Given that CKD disrupts hepatic retinoid metabolism and circulating retinoid homeostasis [65], retinoid-focused strategies represent a biologically plausible therapeutic direction. Potential approaches include dietary optimization, modulation of hepatic retinoid-metabolizing enzymes, or selective targeting of retinoid receptors in immune cells or cardiac tissue. A recent study linking retinol-JAK/STAT signaling to CKD-associated HFpEF supports the disease relevance of retinoid-linked pathways in the cardiorenal setting [66]. However, retinoid-directed therapy in this context remains preclinical and conceptually exploratory. Current evidence does not yet define which patients would benefit from retinoid supplementation, restriction, or receptor-selective modulation, nor does it identify validated biomarkers for treatment stratification. In addition, the effects of retinoid signaling are highly context-dependent, varying according to tissue compartment, disease stage, and downstream receptor usage [53,54,59,61,62,63,64,85]. Therefore, retinoid-targeted intervention should presently be considered a mechanistically supported but unvalidated therapeutic concept rather than a clinically validated strategy for CKD-associated cardiac injury.

6.3. Myeloid Clock-Targeted Interventions: Preclinical Opportunities

Interventions that selectively reprogram monocytes or macrophages by modulating circadian regulators or downstream inflammatory transcriptional programs may suppress CKD-associated cardiac fibrosis while preserving essential host defense functions. Candidate approaches include manipulation of REV-ERB-related pathways and time-of-day-optimized immune interventions [14,41,42]. However, these strategies remain preclinical; there are no clinically established therapies that specifically target myeloid circadian machinery in CKD-associated cardiac disease. Moreover, important translational questions, including cell type specificity, delivery methods, safety, and durability of immune reprogramming, remain unresolved. Therefore, myeloid clock-targeted therapy represents a promising experimental direction and not a near-term clinical option; safe translation will require cell-selective delivery and preservation of essential host defense in a population that is susceptible to infection and treatment-related complications.
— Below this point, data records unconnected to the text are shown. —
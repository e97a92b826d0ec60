//! # Formatter Module
//!
//! This module renders a parsed program back into mini-c source text. It is
//! the structural printer of the compiler: the output of the formatter
//! re-parses into an AST that is structurally equal to the one it was
//! printed from, which the parser's round-trip tests rely on.
//!
//! ## Architecture Overview
//!
//! Formatting mirrors the AST shape through a small visitor trait:
//!
//! ```text
//! AST Nodes  →  Format Trait  →  FormatterContext  →  Source Text
//!  (parsed)      (visitor)       (lines + depth)       (String)
//! ```
//!
//! Every AST node implements [`Format`] and delegates to its children, so
//! complex constructs format by composition. The [`FormatterContext`] owns
//! the accumulated output and the current block depth; it knows the three
//! layout shapes mini-c source is made of and nothing else:
//!
//! - **Lines**: every declaration and statement occupies one indented line
//!   ([`FormatterContext::line`]).
//! - **Braced blocks**: a `{ ... }` body one level deeper, with the closing
//!   brace left open-ended so `else` can continue the line
//!   ([`FormatterContext::braced`]).
//! - **Separated lists**: parameter and argument lists joined with `", "`
//!   ([`FormatterContext::join`]).
//!
//! Free-form text inside a line goes through the [`std::fmt::Write`] impl,
//! so nodes can use `write!` directly on the context.
//!
//! ## Style Rules
//!
//! The printed source follows one fixed style:
//!
//! - 4 spaces per block level, spaces only
//! - spaces around binary operators and `=`
//! - one declaration or statement per line
//! - `{` on the same line as its header, `}` aligned with the header
//! - parentheses only where precedence demands them (see
//!   `expression::format_operand`)
//! - float literals always keep a decimal point so they lex as floats again
//!
//! ## Round-Trip Guarantee
//!
//! For every accepted program `p`: `parse(format(parse(p)))` is structurally
//! equal to `parse(p)`. Two properties carry this:
//!
//! - expression printing re-inserts parentheses exactly where the child
//!   binds looser than its context requires, so the re-parsed tree has the
//!   same shape;
//! - literal printing never changes the token class (a whole-valued float
//!   prints as `5.0`, not `5`).
//!
//! Positions are not preserved; node equality ignores them by design.

mod expression;
mod statement;

use std::fmt::{self, Write};

use crate::parser::ast::Program;

/// Visitor implemented by every AST node that can print itself.
pub trait Format {
    fn format(&self, ctx: &mut FormatterContext) -> fmt::Result;
}

/// Output sink for formatting. Tracks the accumulated text and the current
/// block depth; the three helpers below cover every layout shape a mini-c
/// program contains.
#[derive(Debug, Default)]
pub struct FormatterContext {
    out: String,
    depth: usize,
}

impl Write for FormatterContext {
    fn write_str(&mut self, s: &str) -> fmt::Result {
        self.out.write_str(s)
    }
}

impl FormatterContext {
    const INDENT: &'static str = "    ";

    fn pad(&mut self) -> fmt::Result {
        for _ in 0..self.depth {
            self.out.write_str(Self::INDENT)?;
        }
        Ok(())
    }

    /// Writes one line at the current depth: indentation, then whatever `f`
    /// produces, then the line break. Declarations and statements are
    /// printed through this.
    pub fn line<F>(&mut self, f: F) -> fmt::Result
    where
        F: FnOnce(&mut Self) -> fmt::Result,
    {
        self.pad()?;
        f(self)?;
        self.out.write_char('\n')
    }

    /// Writes a `{ ... }` block whose body `f` runs one level deeper. The
    /// closing brace is aligned with the block header and is not followed
    /// by a line break, so a parent can continue the line (`} else {`).
    pub fn braced<F>(&mut self, f: F) -> fmt::Result
    where
        F: FnOnce(&mut Self) -> fmt::Result,
    {
        self.out.write_str("{\n")?;
        self.depth += 1;
        let body = f(self);
        self.depth -= 1;
        body?;
        self.pad()?;
        self.out.write_char('}')
    }

    /// Formats `items` with `separator` between consecutive elements.
    /// Parameter lists and argument lists are the two users.
    pub fn join<T: Format>(&mut self, items: &[T], separator: &str) -> fmt::Result {
        for (i, item) in items.iter().enumerate() {
            if i > 0 {
                self.out.write_str(separator)?;
            }
            item.format(self)?;
        }
        Ok(())
    }

    pub fn finish(self) -> String {
        self.out
    }
}

/// Prints a whole program. Infallible in practice since the sink is a
/// `String`; the `fmt::Result` plumbing exists so `write!` composes.
pub fn format_program(program: &Program) -> String {
    let mut ctx = FormatterContext::default();

    program
        .format(&mut ctx)
        .expect("writing to a string cannot fail");

    ctx.finish()
}

#[cfg(test)]
mod tests {
    use crate::{lexer::Lexer, parser::Parser};

    use super::*;

    fn roundtrip(source: &str) {
        let tokens = Lexer::new(source).lex().expect("lexing failed");
        let program = Parser::new(tokens)
            .parse_program()
            .expect("program should parse");

        let formatted = format_program(&program);

        let tokens = Lexer::new(&formatted).lex().expect("formatted output should lex");
        let reparsed = Parser::new(tokens)
            .parse_program()
            .unwrap_or_else(|e| panic!("formatted output should re-parse: {e}\n{formatted}"));

        assert_eq!(program, reparsed, "formatted output:\n{formatted}");
    }

    #[test]
    fn test_roundtrip_globals_and_externs() {
        roundtrip("extern int print_int(int x); int g; float fs[4]; bool b;");
    }

    #[test]
    fn test_roundtrip_expressions() {
        roundtrip(
            "int f(int a, int b) { return a + b * (a - b) / 2 % 3; } \
             bool g(int a, bool c) { return !(a < 3) && c || a != 4; }",
        );
    }

    #[test]
    fn test_roundtrip_assignment_chain() {
        roundtrip("int f(void) { int a; int b; a = b = 3; return -a; }");
    }

    #[test]
    fn test_roundtrip_control_flow() {
        roundtrip(
            "int fib(int n) { \
               int a; int b; int t; int i; \
               a = 0; b = 1; i = 0; \
               while (i < n) { t = a + b; a = b; b = t; i = i + 1; } \
               if (n <= 0) { return 0; } else { return a; } \
             }",
        );
    }

    #[test]
    fn test_roundtrip_arrays() {
        roundtrip(
            "int m[10][10]; \
             int sum(int a[10], int n) { \
               int i; int total; \
               i = 0; total = 0; \
               while (i < n) { total = total + a[i] + m[i][i]; i = i + 1; } \
               return total; \
             }",
        );
    }

    #[test]
    fn test_roundtrip_float_literals_keep_their_dot() {
        roundtrip("float f(void) { float x; x = 5.0; x = 0.5; x = 3.14; return x; }");
    }

    #[test]
    fn test_roundtrip_while_with_statement_body() {
        roundtrip("void f(int x) { while (x > 0) x = x - 1; }");
    }

    #[test]
    fn test_roundtrip_void_function_and_calls() {
        roundtrip(
            "extern int print_int(int x); \
             void tick(void) { print_int(1); } \
             void run(int n) { while (n > 0) { tick(); n = n - 1; } }",
        );
    }

    #[test]
    fn test_block_layout() {
        let tokens = Lexer::new("int f(void) { int x; x = 1; { x = 2; } return x; }")
            .lex()
            .unwrap();
        let program = Parser::new(tokens).parse_program().unwrap();

        assert_eq!(
            "int f(void) {\n    int x;\n    x = 1;\n    {\n        x = 2;\n    }\n    return x;\n}\n",
            format_program(&program)
        );
    }
}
6.4. Mechanosensor-Targeted Therapies: Emerging Preclinical Strategies

Targeting mechanosensory pathways offers additional opportunities to suppress inflammation and fibrosis driven by abnormal hemodynamic forces and tissue stress. Candidate approaches include inhibition of GPR68 as a proton- and flow-sensing amplifier of macrophage activation [69,70,71,72], modulation of mechanosensitive ion channels (e.g., PIEZO1, TRPV4, and TRPC6) [71,72,73,74,75,76], and interference with downstream mechanotransduction modules (e.g., YAP/TAZ) [81]. Despite strong mechanistic rationale, most of these approaches remain at the preclinical stage in the context of CKD-associated cardiac injury. Among them, TRPC6 inhibition is the most translationally advanced, with early clinical development in proteinuric kidney disease [77,78]. Nevertheless, its relevance to the broader kidney–liver–immune–heart network and cardiac inflammatory remodeling remains to be established. In contrast, GPR68 inhibition and YAP/TAZ-directed approaches remain supported mainly by preclinical evidence only. Therefore, mechanosensor-targeted therapies should be considered emerging experimental strategies; even where clinical development exists in kidney disease, their efficacy and safety in CKD-associated cardiac inflammatory remodeling remain unproven.

6.5. Combination Strategies and Precision Patient Stratification

The network model suggests that single-node intervention may prove insufficient, as CKD-associated cardiac remodeling likely reflects heterogeneous combinations of hemodynamic stress, circadian disruption, metabolic imbalance, and immune activation. In principle, combination strategies, such as circadian alignment together with targeted suppression of a mechanosensory or inflammatory effector, may offer synergistic benefit. Nevertheless, such approaches remain hypothetical. Their development requires patient stratification based on clinically actionable biomarkers, including rhythm metrics, circulating retinoid profiles, immune phenotypes, and markers of fibrosis or vascular stress. Thus, precision combination therapy should be viewed as a forward-looking translational framework rather than a validated therapeutic paradigm. Near-term translational steps may include biomarker-led observational studies, feasibility trials of time-conscious optimization of existing therapies, and prospective stratification of patients by rhythm metrics, inflammatory phenotype, and renal-cardiac risk profile.
Overall, among the strategies discussed in the present review, chronopharmacological optimization is the most readily testable in clinical settings, whereas retinoid-, immune clock-, and mechanosensor-directed interventions remain largely preclinical and require substantial validation before clinical translation.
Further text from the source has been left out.